Fig. 2.

Generation of an intergenotypic HCV chimera infectious for Huh7–Lunet cells. (A) The luciferase reporter virus genome based on the JFH1 isolate is shown at the top. The locations of the junction sites (designated C1–C6) selected to generate Luc–Con1/JFH1 chimeras are indicated in the topology model drawn below. Arrows refer to signalase cleavage sites. (B) Replication of chimeras in transfected Huh7–Lunet cells as determined by luciferase assays performed at 24, 48, 72, and 96 h posttransfection (white, light gray, dark gray, and black bars, respectively). Values were normalized for transfection efficiency by using the luciferase activity determined 4 h after transfection, which was set at 100%. (C) Release of core protein from Huh7–Lunet cells (B) 96 h posttransfection as determined by ELISA. Values were normalized for transfection efficiency and RNA replication by using the relative light units (RLU) determined 96 h after transfection. (D) Determination of infectivity released from transfected cells (B).
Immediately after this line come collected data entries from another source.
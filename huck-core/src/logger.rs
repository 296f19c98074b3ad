use slog::Drain;
use slog::Logger;

lazy_static! {
    static ref ROOT: Logger = {
        let decorator = slog_term::TermDecorator::new().build();
        let drain = slog_term::FullFormat::new(decorator).build().fuse();
        let drain = slog_async::Async::new(drain).build().fuse();
        Logger::root(drain, slog::o!())
    };
}

/// The process-wide root logger. Components derive child loggers with their
/// own key/value context from this one.
pub fn get_root_logger() -> &'static Logger {
    &ROOT
}
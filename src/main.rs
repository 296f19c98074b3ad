use clap::App;
use clap::Arg;

#[tokio::main(flavor = "multi_thread", worker_threads = 3)]
async fn main() {
    let matches = App::new("Huck")
        .version("0.1.0")
        .about("Replicated state machine in rust.")
        .arg(
            Arg::with_name("config")
                .long("config")
                .value_name("PATH")
                .required(true)
                .default_value("Config.toml")
                .help("Location of the config file."),
        )
        .get_matches();

    let config_path = matches.value_of("config").unwrap();
    let shutdown = tokio::sync::broadcast::channel(1);
    huck::huck(config_path, shutdown).await.unwrap();
}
Naïve Huh7–Lunet cells were inoculated with supernatants from cells harvested 96 h after transfection with genomes specified at the bottom. After 72 h infected cells were harvested and luciferase activity was determined. Values were normalized to RLU in transfected cells to exclude variations caused by different transfection and replication efficiencies. B–D show mean values of two independent experiments and the SEM.